[Stored data]

//! Retrieving the OBJ source text.
//!
//! A [`MeshSource`] produces the complete source as one UTF-8 string.
//! There is exactly one attempt per call: no retry, no fallback, no
//! partial content.

use std::path::PathBuf;
use std::time::Duration;

use tracing::{debug, info};

use crate::error::FetchError;

/// Somewhere the OBJ text can be read from.
pub trait MeshSource {
    /// Human-readable location, used in progress messages.
    fn describe(&self) -> String;

    /// Retrieve the full text.
    ///
    /// # Errors
    ///
    /// Returns a [`FetchError`] if the content cannot be retrieved or is not
    /// valid UTF-8.
    fn fetch(&self) -> Result<String, FetchError>;
}

/// One blocking HTTP(S) GET with a bounded timeout.
#[derive(Debug, Clone)]
pub struct HttpSource {
    url: String,
    timeout: Duration,
}

impl HttpSource {
    /// Create a source for `url`. `timeout` bounds the whole request,
    /// including reading the body.
    #[must_use]
    pub fn new(url: impl Into<String>, timeout: Duration) -> Self {
        Self {
            url: url.into(),
            timeout,
        }
    }

    fn transport(&self, source: reqwest::Error) -> FetchError {
        FetchError::Transport {
            url: self.url.clone(),
            source,
        }
    }
}

impl MeshSource for HttpSource {
    fn describe(&self) -> String {
        self.url.clone()
    }

    fn fetch(&self) -> Result<String, FetchError> {
        let client = reqwest::blocking::Client::builder()
            .timeout(self.timeout)
            .build()
            .map_err(|e| self.transport(e))?;

        debug!(url = %self.url, timeout_secs = self.timeout.as_secs_f64(), "Sending request");
        let response = client.get(&self.url).send().map_err(|e| self.transport(e))?;

        let status = response.status();
        if !status.is_success() {
            return Err(FetchError::Status {
                url: self.url.clone(),
                status: status.as_u16(),
            });
        }

        let body = response.bytes().map_err(|e| self.transport(e))?;
        info!(url = %self.url, bytes = body.len(), "Fetched source");
        decode(body.to_vec(), &self.url)
    }
}

/// A local OBJ file, for offline runs.
#[derive(Debug, Clone)]
pub struct FileSource {
    path: PathBuf,
}

impl FileSource {
    /// Create a source reading `path`.
    #[must_use]
    pub fn new(path: impl Into<PathBuf>) -> Self {
        Self { path: path.into() }
    }
}

impl MeshSource for FileSource {
    fn describe(&self) -> String {
        self.path.display().to_string()
    }

    fn fetch(&self) -> Result<String, FetchError> {
        let bytes = std::fs::read(&self.path).map_err(|source| FetchError::Read {
            path: self.path.clone(),
            source,
        })?;
        info!(path = %self.path.display(), bytes = bytes.len(), "Read source");
        decode(bytes, &self.path.display().to_string())
    }
}

fn decode(bytes: Vec<u8>, origin: &str) -> Result<String, FetchError> {
    String::from_utf8(bytes).map_err(|source| FetchError::Decode {
        origin: origin.to_string(),
        source,
    })
}

#[cfg(test)]
mod tests {
    use super::*;
    use std::io::{Read, Write};
    use std::net::TcpListener;
    use std::thread;

    /// Serve one canned HTTP response on a local port and return the URL.
    fn serve_once(status_line: &'static str, body: &'static [u8]) -> (String, thread::JoinHandle<()>) {
        let listener = TcpListener::bind("127.0.0.1:0").unwrap();
        let url = format!("http://{}/canonical_face_model.obj", listener.local_addr().unwrap());
        let handle = thread::spawn(move || {
            let (mut stream, _) = listener.accept().unwrap();
            let mut request = Vec::new();
            let mut buf = [0_u8; 1024];
            while !request.windows(4).any(|w| w == b"\r\n\r\n") {
                let n = stream.read(&mut buf).unwrap();
                if n == 0 {
                    break;
                }
                request.extend_from_slice(&buf[..n]);
            }
            let header = format!(
                "{status_line}\r\nContent-Length: {}\r\nConnection: close\r\n\r\n",
                body.len()
            );
            // The client may hang up early on error statuses.
            let _ = stream.write_all(header.as_bytes());
            let _ = stream.write_all(body);
        });
        (url, handle)
    }

    /// A URL on a local port with nothing listening.
    fn closed_port_url() -> String {
        let listener = TcpListener::bind("127.0.0.1:0").unwrap();
        let addr = listener.local_addr().unwrap();
        drop(listener);
        format!("http://{addr}/face.obj")
    }

    #[test]
    fn http_success_returns_body() {
        let (url, server) = serve_once("HTTP/1.1 200 OK", b"v 1 2 3\n");
        let text = HttpSource::new(url, Duration::from_secs(5)).fetch().unwrap();
        server.join().unwrap();
        assert_eq!(text, "v 1 2 3\n");
    }

    #[test]
    fn http_error_status_is_reported() {
        let (url, server) = serve_once("HTTP/1.1 404 Not Found", b"missing");
        let err = HttpSource::new(url, Duration::from_secs(5)).fetch().unwrap_err();
        server.join().unwrap();
        assert!(matches!(err, FetchError::Status { status: 404, .. }));
    }

    #[test]
    fn http_invalid_utf8_is_reported() {
        let (url, server) = serve_once("HTTP/1.1 200 OK", b"v \xff\xfe 0 0\n");
        let err = HttpSource::new(url, Duration::from_secs(5)).fetch().unwrap_err();
        server.join().unwrap();
        assert!(matches!(err, FetchError::Decode { .. }));
    }

    #[test]
    fn unreachable_host_is_transport_error() {
        let source = HttpSource::new(closed_port_url(), Duration::from_secs(5));
        assert!(matches!(source.fetch(), Err(FetchError::Transport { .. })));
    }

    #[test]
    fn file_source_reads_text() {
        let dir = tempfile::tempdir().unwrap();
        let path = dir.path().join("face.obj");
        std::fs::write(&path, "v 0 0 0\n").unwrap();

        let source = FileSource::new(&path);
        assert_eq!(source.fetch().unwrap(), "v 0 0 0\n");
        assert_eq!(source.describe(), path.display().to_string());
    }

    #[test]
    fn file_source_missing_file() {
        let source = FileSource::new("/nonexistent/face.obj");
        assert!(matches!(source.fetch(), Err(FetchError::Read { .. })));
    }

    #[test]
    fn file_source_rejects_invalid_utf8() {
        let dir = tempfile::tempdir().unwrap();
        let path = dir.path().join("face.obj");
        std::fs::write(&path, b"v \xc3\x28 0 0\n").unwrap();

        assert!(matches!(
            FileSource::new(&path).fetch(),
            Err(FetchError::Decode { .. })
        ));
    }
}
//! Export configuration.
//!
//! [`ExportConfig::default`] is the canonical run: fetch the MediaPipe
//! canonical face model and write `js/face-data.js` as an ES module.
//! The command line can override each field; nothing is read from the
//! environment.

use std::path::PathBuf;
use std::time::Duration;

use mesh_io::LiteralSyntax;

use crate::fetch::{FileSource, HttpSource, MeshSource};

/// Canonical face model published with MediaPipe's face geometry module.
pub const DEFAULT_SOURCE_URL: &str = "https://raw.githubusercontent.com/google/mediapipe/master/mediapipe/modules/face_geometry/data/canonical_face_model.obj";

/// Where the rendered literal is written.
pub const DEFAULT_OUTPUT_PATH: &str = "js/face-data.js";

/// Upper bound on the whole HTTP request.
pub const DEFAULT_TIMEOUT: Duration = Duration::from_secs(30);

/// Where the OBJ text comes from.
#[derive(Debug, Clone, PartialEq, Eq)]
pub enum SourceLocation {
    /// Fetch over HTTP(S).
    Url(String),
    /// Read a local file.
    File(PathBuf),
}

impl Default for SourceLocation {
    fn default() -> Self {
        Self::Url(DEFAULT_SOURCE_URL.to_string())
    }
}

/// Settings for one export run.
#[derive(Debug, Clone, PartialEq, Eq)]
pub struct ExportConfig {
    /// OBJ source.
    pub source: SourceLocation,
    /// Output file, overwritten on success.
    pub output: PathBuf,
    /// HTTP request timeout. Ignored for file sources.
    pub timeout: Duration,
    /// Output syntax.
    pub syntax: LiteralSyntax,
}

impl Default for ExportConfig {
    fn default() -> Self {
        Self {
            source: SourceLocation::default(),
            output: PathBuf::from(DEFAULT_OUTPUT_PATH),
            timeout: DEFAULT_TIMEOUT,
            syntax: LiteralSyntax::default(),
        }
    }
}

impl ExportConfig {
    /// Build the [`MeshSource`] for this configuration.
    #[must_use]
    pub fn mesh_source(&self) -> Box<dyn MeshSource> {
        match &self.source {
            SourceLocation::Url(url) => Box::new(HttpSource::new(url.clone(), self.timeout)),
            SourceLocation::File(path) => Box::new(FileSource::new(path.clone())),
        }
    }
}

#[cfg(test)]
mod tests {
    use super::*;

    #[test]
    fn defaults_match_canonical_run() {
        let config = ExportConfig::default();
        assert_eq!(config.source, SourceLocation::Url(DEFAULT_SOURCE_URL.to_string()));
        assert_eq!(config.output, PathBuf::from("js/face-data.js"));
        assert_eq!(config.timeout, Duration::from_secs(30));
        assert_eq!(
            config.syntax,
            LiteralSyntax::EsModule {
                name: "FaceData".to_string()
            }
        );
    }

    #[test]
    fn source_follows_location() {
        let mut config = ExportConfig::default();
        assert_eq!(config.mesh_source().describe(), DEFAULT_SOURCE_URL);

        config.source = SourceLocation::File(PathBuf::from("face.obj"));
        assert_eq!(config.mesh_source().describe(), "face.obj");
    }
}
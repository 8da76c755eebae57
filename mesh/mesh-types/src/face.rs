//! Tagged triangle faces.

use crate::RegionTag;

#[cfg(feature = "serde")]
use serde::{Deserialize, Serialize};

/// A triangle referencing three vertices by index, plus a region tag.
///
/// Indices are zero-based offsets into the owning mesh's vertex sequence.
/// Winding follows the source record: `indices[0] -> indices[1] -> indices[2]`.
///
/// The face is rendered downstream as the 4-tuple `[a, b, c, tag]`.
///
/// # Example
///
/// ```
/// use mesh_types::{RegionTag, TaggedFace};
///
/// let face = TaggedFace::new([0, 1, 2], RegionTag::SKIN);
/// assert_eq!(face.to_array(), [0, 1, 2, 0]);
/// ```
#[derive(Debug, Clone, Copy, PartialEq, Eq, Hash)]
#[cfg_attr(feature = "serde", derive(Serialize, Deserialize))]
pub struct TaggedFace {
    /// Vertex indices, zero-based.
    pub indices: [u32; 3],
    /// Region classification.
    pub tag: RegionTag,
}

impl TaggedFace {
    /// Create a face from indices and a tag.
    #[inline]
    #[must_use]
    pub const fn new(indices: [u32; 3], tag: RegionTag) -> Self {
        Self { indices, tag }
    }

    /// Create a face with the default [`RegionTag::SKIN`] tag.
    #[inline]
    #[must_use]
    pub const fn untagged(indices: [u32; 3]) -> Self {
        Self::new(indices, RegionTag::SKIN)
    }

    /// Return a copy of this face with a different tag.
    #[inline]
    #[must_use]
    pub const fn with_tag(self, tag: RegionTag) -> Self {
        Self::new(self.indices, tag)
    }

    /// Flatten to `[a, b, c, tag]`.
    #[inline]
    #[must_use]
    pub const fn to_array(&self) -> [u32; 4] {
        [self.indices[0], self.indices[1], self.indices[2], self.tag.0]
    }

    /// Largest index referenced by this face.
    #[inline]
    #[must_use]
    pub fn max_index(&self) -> u32 {
        self.indices[0].max(self.indices[1]).max(self.indices[2])
    }
}

#[cfg(test)]
mod tests {
    use super::*;

    #[test]
    fn untagged_uses_skin() {
        let face = TaggedFace::untagged([3, 4, 5]);
        assert_eq!(face.tag, RegionTag::SKIN);
        assert_eq!(face.to_array(), [3, 4, 5, 0]);
    }

    #[test]
    fn with_tag_keeps_indices() {
        let face = TaggedFace::untagged([7, 1, 9]).with_tag(RegionTag(2));
        assert_eq!(face.indices, [7, 1, 9]);
        assert_eq!(face.to_array(), [7, 1, 9, 2]);
    }

    #[test]
    fn max_index() {
        assert_eq!(TaggedFace::untagged([7, 1, 9]).max_index(), 9);
        assert_eq!(TaggedFace::untagged([0, 0, 0]).max_index(), 0);
    }
}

EXERCISE PROMPT
Some lines of the records above may hold the word "SourceLocation". Report how many, and nothing else.

EXERCISE ANSWER
8